For a moment Mr. Ego comes lurching up from where he's been relaxing (thinking about what a fine, fine thing it is to be a self and endlessly self-fascinated with one's selfdom) to say "Oh *SURE*! It's all DANDY! 4000 dead, a City in flames and a War to Come! Just FANTASTI--"

I take a quick, sharp and deep breath, which throws Mr. Ego off balance, wondering if there's something the matter with His Self. As I exhale long and slow, I visualize him sloowwly falling back down to a horizontal position -- and out of the conversation.

I rise to throw more wood onto the fire. In the afternoon I had dragged a number of fallen trees (or large branches shorn off of huge trees by wind or storm) to the side of the fire circle. To create fire-sized pieces I have to break the larger pieces down into manageable lengths. It is hard work, but pleasant to feel the power in my body as it levers branches off of stumps or cracks them over a knee.

As I'm about my work I note the sound of a large jet of some sort passing overheard, headed south. It's low -- on landing approach? Hmm. Stewart Airport in Newburgh? Over the course of the evening, as another and yet another jet passes by on the same course, I eventually figure it must be military transport aircraft, heading to the Air National Guard base at Stewart. My government is already moving its armies around the board -- working logistics out for the invasion of Afghanistan that would come the following month (and then of course, Iraq...and now Iran?). Welcome to the Empire.

Ego's words -- "War to Come!" -- echo in me. But they ping through and find no purchase in me at that moment. I'm seeing now the wisdom in this simple vigil. Sit, watch, listen, tend the fire. Clear the mind, open the heart. Human minds and souls and greeddesperationselfishness create so much agony and so many problems. But the solutions will never be found while the mind is wound up tight, full of hurry sickness, thinking first and foremost of itself, the veil of illusion (what the Hindu or Dharmics call maya) wrapped tightly around the eyes. No: the only way forward out of the maelstrom is to ground myself in the true reality of things, to remember who "I" was before my grandfather was born. Without that essential connection to the greater truth, all my efforts (and anyone's efforts) only take me deeper into the illusion that I am separate from the world around me and the people in it. Away from the unity of all things.

There in the deep woods of the Catskills, the veil fell and I reconnected to the essential source. And began to weep out the week's sorrow, anger and hopelessness.

After a time I felt emptied and purified. Again I drummed, slipping deep into the play of the flames in front of me, catching glimpses of ancestors and friends and loved ones.
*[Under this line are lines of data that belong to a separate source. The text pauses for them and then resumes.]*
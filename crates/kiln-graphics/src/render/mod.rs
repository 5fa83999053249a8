//! Render targets and the draw pipeline.
//!
//! A [`RenderTarget`] draws vertex data into a [`RenderSurface`] through the
//! driver of its [`RenderCtx`]. Each target caches the driver state it last
//! applied and only re-issues what a draw changes.
//!
//! Convention:
//! - World geometry is mapped to the target through a [`View`](crate::coords::View).
//! - Pixel coordinates have a top-left origin, +Y down; the driver's
//!   bottom-left origin is handled when viewports and scissors are applied.

mod cache;
mod ctx;
mod drawable;
mod init;
mod pipeline;
mod registry;
mod surface;
mod target;
mod vertex;
mod vertex_array;
mod vertex_buffer;

pub use ctx::RenderCtx;
pub use drawable::Drawable;
pub use init::{GlslProfile, RenderInit};
pub use registry::{ActiveTargetRegistry, TargetId, Transition};
pub use surface::{DefaultFramebuffer, RenderSurface};
pub use target::RenderTarget;
pub use vertex::{PrimitiveType, Vertex};
pub use vertex_array::VertexArray;
pub use vertex_buffer::{VertexBuffer, VertexBufferUsage};
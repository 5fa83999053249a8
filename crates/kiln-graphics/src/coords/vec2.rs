use core::ops::{Add, Div, Mul, Neg, Sub};

use bytemuck::{Pod, Zeroable};

/// 2D vector in world or pixel units.
#[repr(C)]
#[derive(Debug, Copy, Clone, Default, PartialEq, Pod, Zeroable)]
pub struct Vec2 {
    pub x: f32,
    pub y: f32,
}

impl Vec2 {
    #[inline]
    pub const fn new(x: f32, y: f32) -> Self {
        Self { x, y }
    }

    #[inline]
    pub const fn zero() -> Self {
        Self { x: 0.0, y: 0.0 }
    }

    #[inline]
    pub fn is_finite(self) -> bool {
        self.x.is_finite() && self.y.is_finite()
    }

    /// Component-wise product.
    #[inline]
    pub fn mul_elem(self, rhs: Vec2) -> Vec2 {
        Vec2::new(self.x * rhs.x, self.y * rhs.y)
    }

    /// Component-wise quotient.
    #[inline]
    pub fn div_elem(self, rhs: Vec2) -> Vec2 {
        Vec2::new(self.x / rhs.x, self.y / rhs.y)
    }
}

impl Add for Vec2 {
    type Output = Vec2;
    #[inline]
    fn add(self, rhs: Vec2) -> Vec2 {
        Vec2::new(self.x + rhs.x, self.y + rhs.y)
    }
}

impl Sub for Vec2 {
    type Output = Vec2;
    #[inline]
    fn sub(self, rhs: Vec2) -> Vec2 {
        Vec2::new(self.x - rhs.x, self.y - rhs.y)
    }
}

impl Neg for Vec2 {
    type Output = Vec2;
    #[inline]
    fn neg(self) -> Vec2 {
        Vec2::new(-self.x, -self.y)
    }
}

impl Mul<f32> for Vec2 {
    type Output = Vec2;
    #[inline]
    fn mul(self, rhs: f32) -> Vec2 {
        Vec2::new(self.x * rhs, self.y * rhs)
    }
}

impl Div<f32> for Vec2 {
    type Output = Vec2;
    #[inline]
    fn div(self, rhs: f32) -> Vec2 {
        Vec2::new(self.x / rhs, self.y / rhs)
    }
}

impl From<Vec2i> for Vec2 {
    #[inline]
    fn from(v: Vec2i) -> Self {
        Vec2::new(v.x as f32, v.y as f32)
    }
}

impl From<Vec2u> for Vec2 {
    #[inline]
    fn from(v: Vec2u) -> Self {
        Vec2::new(v.x as f32, v.y as f32)
    }
}

/// Integer 2D vector, used for pixel positions.
#[derive(Debug, Copy, Clone, Default, PartialEq, Eq, Hash)]
pub struct Vec2i {
    pub x: i32,
    pub y: i32,
}

impl Vec2i {
    #[inline]
    pub const fn new(x: i32, y: i32) -> Self {
        Self { x, y }
    }

    /// Converts by rounding each component to the nearest integer, halves
    /// away from zero.
    #[inline]
    pub fn from_vec2_round(v: Vec2) -> Self {
        Self::new(v.x.round() as i32, v.y.round() as i32)
    }
}

/// Unsigned 2D vector, used for surface and texture sizes.
#[derive(Debug, Copy, Clone, Default, PartialEq, Eq, Hash)]
pub struct Vec2u {
    pub x: u32,
    pub y: u32,
}

impl Vec2u {
    #[inline]
    pub const fn new(x: u32, y: u32) -> Self {
        Self { x, y }
    }

    #[inline]
    pub fn is_empty(self) -> bool {
        self.x == 0 || self.y == 0
    }
}
use std::num::NonZeroU32;
use std::sync::atomic::{AtomicU64, Ordering};

use glow::HasContext;

use super::{Capabilities, ContextId, Driver, Handle, ShaderStage};

static NEXT_CONTEXT_ID: AtomicU64 = AtomicU64::new(1);

/// OpenGL / GLES driver over a caller-provided `glow::Context`.
///
/// The context must be current on the calling thread whenever a method is
/// invoked; making it current is the windowing layer's job.
pub struct GlowDriver {
    gl: glow::Context,
    context_id: ContextId,
    capabilities: Capabilities,
}

impl GlowDriver {
    pub fn new(gl: glow::Context) -> Self {
        let capabilities = probe_capabilities(&gl);
        let context_id = NEXT_CONTEXT_ID.fetch_add(1, Ordering::Relaxed);
        log::debug!("GlowDriver: context {context_id}, {capabilities:?}");
        Self {
            gl,
            context_id,
            capabilities,
        }
    }

    pub fn gl(&self) -> &glow::Context {
        &self.gl
    }
}

impl std::fmt::Debug for GlowDriver {
    fn fmt(&self, f: &mut std::fmt::Formatter<'_>) -> std::fmt::Result {
        f.debug_struct("GlowDriver")
            .field("context_id", &self.context_id)
            .field("capabilities", &self.capabilities)
            .finish_non_exhaustive()
    }
}

fn probe_capabilities(gl: &glow::Context) -> Capabilities {
    let version = gl.version();
    let extensions = gl.supported_extensions();
    let has = |name: &str| extensions.contains(name);
    let at_least = |major: u32, minor: u32| (version.major, version.minor) >= (major, minor);

    let embedded = version.is_embedded;
    // SAFETY: plain parameter query on the current context.
    let max_units = unsafe { gl.get_parameter_i32(glow::MAX_COMBINED_TEXTURE_IMAGE_UNITS) };

    Capabilities {
        embedded,
        geometry_shaders: if embedded {
            at_least(3, 2) || has("GL_EXT_geometry_shader")
        } else {
            at_least(3, 2) || has("GL_ARB_geometry_shader4")
        },
        blend_minmax: !embedded || at_least(3, 0) || has("GL_EXT_blend_minmax"),
        vertex_buffers: true,
        vertex_array_objects: at_least(3, 0) || has("GL_OES_vertex_array_object"),
        framebuffer_srgb: !embedded
            && (at_least(3, 0) || has("GL_ARB_framebuffer_sRGB") || has("GL_EXT_framebuffer_sRGB")),
        npot_textures: at_least(3, 0) || has("GL_ARB_texture_non_power_of_two"),
        max_texture_units: max_units.max(1) as u32,
    }
}

fn stage_type(stage: ShaderStage) -> u32 {
    match stage {
        ShaderStage::Vertex => glow::VERTEX_SHADER,
        ShaderStage::Geometry => glow::GEOMETRY_SHADER,
        ShaderStage::Fragment => glow::FRAGMENT_SHADER,
    }
}

#[inline]
fn nz(handle: Handle) -> Option<NonZeroU32> {
    NonZeroU32::new(handle)
}

#[inline]
fn uniform(location: i32) -> glow::NativeUniformLocation {
    glow::NativeUniformLocation(location as u32)
}

// SAFETY (applies to every `unsafe` block below): glow exposes raw GL entry
// points as `unsafe fn`. Handles passed in were produced by this driver for
// the same context, and slices outlive the call.
impl Driver for GlowDriver {
    fn context_id(&self) -> ContextId {
        self.context_id
    }

    fn capabilities(&self) -> Capabilities {
        self.capabilities
    }

    fn get_error(&self) -> u32 {
        unsafe { self.gl.get_error() }
    }

    fn flush(&self) {
        unsafe { self.gl.flush() }
    }

    fn enable(&self, cap: u32) {
        unsafe { self.gl.enable(cap) }
    }

    fn disable(&self, cap: u32) {
        unsafe { self.gl.disable(cap) }
    }

    fn color_mask(&self, r: bool, g: bool, b: bool, a: bool) {
        unsafe { self.gl.color_mask(r, g, b, a) }
    }

    fn blend_func_separate(&self, src_rgb: u32, dst_rgb: u32, src_alpha: u32, dst_alpha: u32) {
        unsafe { self.gl.blend_func_separate(src_rgb, dst_rgb, src_alpha, dst_alpha) }
    }

    fn blend_equation_separate(&self, mode_rgb: u32, mode_alpha: u32) {
        unsafe { self.gl.blend_equation_separate(mode_rgb, mode_alpha) }
    }

    fn stencil_op(&self, stencil_fail: u32, depth_fail: u32, pass: u32) {
        unsafe { self.gl.stencil_op(stencil_fail, depth_fail, pass) }
    }

    fn stencil_func(&self, func: u32, reference: i32, mask: u32) {
        unsafe { self.gl.stencil_func(func, reference, mask) }
    }

    fn viewport(&self, x: i32, y: i32, width: i32, height: i32) {
        unsafe { self.gl.viewport(x, y, width, height) }
    }

    fn scissor(&self, x: i32, y: i32, width: i32, height: i32) {
        unsafe { self.gl.scissor(x, y, width, height) }
    }

    fn clear_color(&self, r: f32, g: f32, b: f32, a: f32) {
        unsafe { self.gl.clear_color(r, g, b, a) }
    }

    fn clear_stencil(&self, value: i32) {
        unsafe { self.gl.clear_stencil(value) }
    }

    fn clear(&self, mask: u32) {
        unsafe { self.gl.clear(mask) }
    }

    // ── buffers & vertex arrays ───────────────────────────────────────────

    fn create_buffer(&self) -> Result<Handle, String> {
        unsafe { self.gl.create_buffer() }.map(|b| b.0.get())
    }

    fn delete_buffer(&self, buffer: Handle) {
        if let Some(h) = nz(buffer) {
            unsafe { self.gl.delete_buffer(glow::NativeBuffer(h)) }
        }
    }

    fn bind_array_buffer(&self, buffer: Handle) {
        unsafe {
            self.gl
                .bind_buffer(glow::ARRAY_BUFFER, nz(buffer).map(glow::NativeBuffer))
        }
    }

    fn buffer_data(&self, data: &[u8], usage: u32) {
        unsafe { self.gl.buffer_data_u8_slice(glow::ARRAY_BUFFER, data, usage) }
    }

    fn buffer_sub_data(&self, offset: usize, data: &[u8]) {
        unsafe {
            self.gl
                .buffer_sub_data_u8_slice(glow::ARRAY_BUFFER, offset as i32, data)
        }
    }

    fn create_vertex_array(&self) -> Result<Handle, String> {
        unsafe { self.gl.create_vertex_array() }.map(|v| v.0.get())
    }

    fn delete_vertex_array(&self, array: Handle) {
        if let Some(h) = nz(array) {
            unsafe { self.gl.delete_vertex_array(glow::NativeVertexArray(h)) }
        }
    }

    fn bind_vertex_array(&self, array: Handle) {
        unsafe {
            self.gl
                .bind_vertex_array(nz(array).map(glow::NativeVertexArray))
        }
    }

    fn enable_vertex_attrib_array(&self, index: u32) {
        unsafe { self.gl.enable_vertex_attrib_array(index) }
    }

    fn disable_vertex_attrib_array(&self, index: u32) {
        unsafe { self.gl.disable_vertex_attrib_array(index) }
    }

    fn vertex_attrib_pointer(
        &self,
        index: u32,
        size: i32,
        data_type: u32,
        normalized: bool,
        stride: i32,
        offset: i32,
    ) {
        unsafe {
            self.gl
                .vertex_attrib_pointer_f32(index, size, data_type, normalized, stride, offset)
        }
    }

    fn draw_arrays(&self, mode: u32, first: i32, count: i32) {
        unsafe { self.gl.draw_arrays(mode, first, count) }
    }

    // ── textures ──────────────────────────────────────────────────────────

    fn create_texture(&self) -> Result<Handle, String> {
        unsafe { self.gl.create_texture() }.map(|t| t.0.get())
    }

    fn delete_texture(&self, texture: Handle) {
        if let Some(h) = nz(texture) {
            unsafe { self.gl.delete_texture(glow::NativeTexture(h)) }
        }
    }

    fn active_texture(&self, unit: u32) {
        unsafe { self.gl.active_texture(unit) }
    }

    fn bind_texture(&self, texture: Handle) {
        unsafe {
            self.gl
                .bind_texture(glow::TEXTURE_2D, nz(texture).map(glow::NativeTexture))
        }
    }

    fn bound_texture(&self) -> Handle {
        unsafe { self.gl.get_parameter_i32(glow::TEXTURE_BINDING_2D) as Handle }
    }

    fn tex_parameter(&self, pname: u32, value: i32) {
        unsafe { self.gl.tex_parameter_i32(glow::TEXTURE_2D, pname, value) }
    }

    fn tex_image_rgba(&self, width: i32, height: i32, pixels: Option<&[u8]>) {
        unsafe {
            self.gl.tex_image_2d(
                glow::TEXTURE_2D,
                0,
                glow::RGBA as i32,
                width,
                height,
                0,
                glow::RGBA,
                glow::UNSIGNED_BYTE,
                glow::PixelUnpackData::Slice(pixels),
            )
        }
    }

    fn tex_sub_image_rgba(&self, x: i32, y: i32, width: i32, height: i32, pixels: &[u8]) {
        unsafe {
            self.gl.tex_sub_image_2d(
                glow::TEXTURE_2D,
                0,
                x,
                y,
                width,
                height,
                glow::RGBA,
                glow::UNSIGNED_BYTE,
                glow::PixelUnpackData::Slice(Some(pixels)),
            )
        }
    }

    // ── programs ──────────────────────────────────────────────────────────

    fn create_program(&self) -> Result<Handle, String> {
        unsafe { self.gl.create_program() }.map(|p| p.0.get())
    }

    fn delete_program(&self, program: Handle) {
        if let Some(h) = nz(program) {
            unsafe { self.gl.delete_program(glow::NativeProgram(h)) }
        }
    }

    fn create_shader(&self, stage: ShaderStage) -> Result<Handle, String> {
        unsafe { self.gl.create_shader(stage_type(stage)) }.map(|s| s.0.get())
    }

    fn delete_shader(&self, shader: Handle) {
        if let Some(h) = nz(shader) {
            unsafe { self.gl.delete_shader(glow::NativeShader(h)) }
        }
    }

    fn shader_source(&self, shader: Handle, source: &str) {
        if let Some(h) = nz(shader) {
            unsafe { self.gl.shader_source(glow::NativeShader(h), source) }
        }
    }

    fn compile_shader(&self, shader: Handle) {
        if let Some(h) = nz(shader) {
            unsafe { self.gl.compile_shader(glow::NativeShader(h)) }
        }
    }

    fn shader_compile_status(&self, shader: Handle) -> bool {
        nz(shader).is_some_and(|h| unsafe {
            self.gl.get_shader_compile_status(glow::NativeShader(h))
        })
    }

    fn shader_info_log(&self, shader: Handle) -> String {
        nz(shader)
            .map(|h| unsafe { self.gl.get_shader_info_log(glow::NativeShader(h)) })
            .unwrap_or_default()
    }

    fn attach_shader(&self, program: Handle, shader: Handle) {
        if let (Some(p), Some(s)) = (nz(program), nz(shader)) {
            unsafe {
                self.gl
                    .attach_shader(glow::NativeProgram(p), glow::NativeShader(s))
            }
        }
    }

    fn link_program(&self, program: Handle) {
        if let Some(h) = nz(program) {
            unsafe { self.gl.link_program(glow::NativeProgram(h)) }
        }
    }

    fn program_link_status(&self, program: Handle) -> bool {
        nz(program).is_some_and(|h| unsafe {
            self.gl.get_program_link_status(glow::NativeProgram(h))
        })
    }

    fn program_info_log(&self, program: Handle) -> String {
        nz(program)
            .map(|h| unsafe { self.gl.get_program_info_log(glow::NativeProgram(h)) })
            .unwrap_or_default()
    }

    fn use_program(&self, program: Handle) {
        unsafe { self.gl.use_program(nz(program).map(glow::NativeProgram)) }
    }

    fn current_program(&self) -> Handle {
        unsafe { self.gl.get_parameter_i32(glow::CURRENT_PROGRAM) as Handle }
    }

    fn uniform_location(&self, program: Handle, name: &str) -> Option<i32> {
        let h = nz(program)?;
        unsafe { self.gl.get_uniform_location(glow::NativeProgram(h), name) }.map(|l| l.0 as i32)
    }

    fn attrib_location(&self, program: Handle, name: &str) -> Option<u32> {
        let h = nz(program)?;
        unsafe { self.gl.get_attrib_location(glow::NativeProgram(h), name) }
    }

    // ── uniform uploads ───────────────────────────────────────────────────

    fn uniform_f32(&self, location: i32, values: &[f32]) {
        let loc = uniform(location);
        unsafe {
            match *values {
                [x] => self.gl.uniform_1_f32(Some(&loc), x),
                [x, y] => self.gl.uniform_2_f32(Some(&loc), x, y),
                [x, y, z] => self.gl.uniform_3_f32(Some(&loc), x, y, z),
                [x, y, z, w] => self.gl.uniform_4_f32(Some(&loc), x, y, z, w),
                _ => log::warn!("uniform_f32: unsupported component count {}", values.len()),
            }
        }
    }

    fn uniform_i32(&self, location: i32, values: &[i32]) {
        let loc = uniform(location);
        unsafe {
            match *values {
                [x] => self.gl.uniform_1_i32(Some(&loc), x),
                [x, y] => self.gl.uniform_2_i32(Some(&loc), x, y),
                [x, y, z] => self.gl.uniform_3_i32(Some(&loc), x, y, z),
                [x, y, z, w] => self.gl.uniform_4_i32(Some(&loc), x, y, z, w),
                _ => log::warn!("uniform_i32: unsupported component count {}", values.len()),
            }
        }
    }

    fn uniform_f32_array(&self, location: i32, components: usize, values: &[f32]) {
        let loc = uniform(location);
        unsafe {
            match components {
                1 => self.gl.uniform_1_f32_slice(Some(&loc), values),
                2 => self.gl.uniform_2_f32_slice(Some(&loc), values),
                3 => self.gl.uniform_3_f32_slice(Some(&loc), values),
                4 => self.gl.uniform_4_f32_slice(Some(&loc), values),
                _ => log::warn!("uniform_f32_array: unsupported component count {components}"),
            }
        }
    }

    fn uniform_matrix3(&self, location: i32, values: &[f32]) {
        let loc = uniform(location);
        unsafe { self.gl.uniform_matrix_3_f32_slice(Some(&loc), false, values) }
    }

    fn uniform_matrix4(&self, location: i32, values: &[f32]) {
        let loc = uniform(location);
        unsafe { self.gl.uniform_matrix_4_f32_slice(Some(&loc), false, values) }
    }
}
//! Composition root for credential stores
//!
//! Wires a backing store, the credential codec and a logger into a
//! `CredentialStore`, either explicitly or from `StoreConfig`.

mod builder;

pub use builder::{CredentialStore, CredentialStoreBuilder};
Down, down into the mandala of fire, each stem and licking tongue of it one of the lashes on the eye of God, peering back into me as I peered into it.

Finally my arm gave out and I wondered how long I'd been drumming, how long I'd been swimming in the flame, how far had Earth spun back towards dawn? A crackling crash in the brush about twenty yards away from me made me jerk my head to the right.

All night long, at well-spaced intervals, I heard animals moving through the underbrush behind me. Judging by the sounds they made and the fact that there were always at least two of them, I had pegged the sounds as deer wandering through on their nocturnal feeds. But this was different. Only one set of sounds, and much larger and not delicate like deer.

I sat for a moment trying to pierce the darkness beyond my firelight but saw nothing. Again the soft, rolling crash of something large moving through the low brush.

I found my flashlight and beamed it over to my right where the sounds continued. As soon as I swung the light towards it, though, the sounds stopped. Whatever it was had frozen. I scanned back and forth a bit with the beam but it didn't penetrate the leafy wall. After a minute or so, I gave up and turned the light off. With that, the sounds began again. I whipped the light over again, thumbing it on -- but of course, whatever it was stopped moving.

Aw hell, then, I said to myself. I shut the light off and left it off as the slow-motion crashing began once again. It was moving in a semi-circle from my right to my rear, being cagey about staying out of range of the firelight. The sounds changed once it was almost directly behind me -- from twig-snapping pops and crackling to a slick-snick of something on stone. I turned, shining the light towards it and was rewarded with the view of a black bear's behind as it climbed up a portion of the rock face. When I hit it with the beam it turned, blinked, and then continued on, disappearing down into a hole in the rocks.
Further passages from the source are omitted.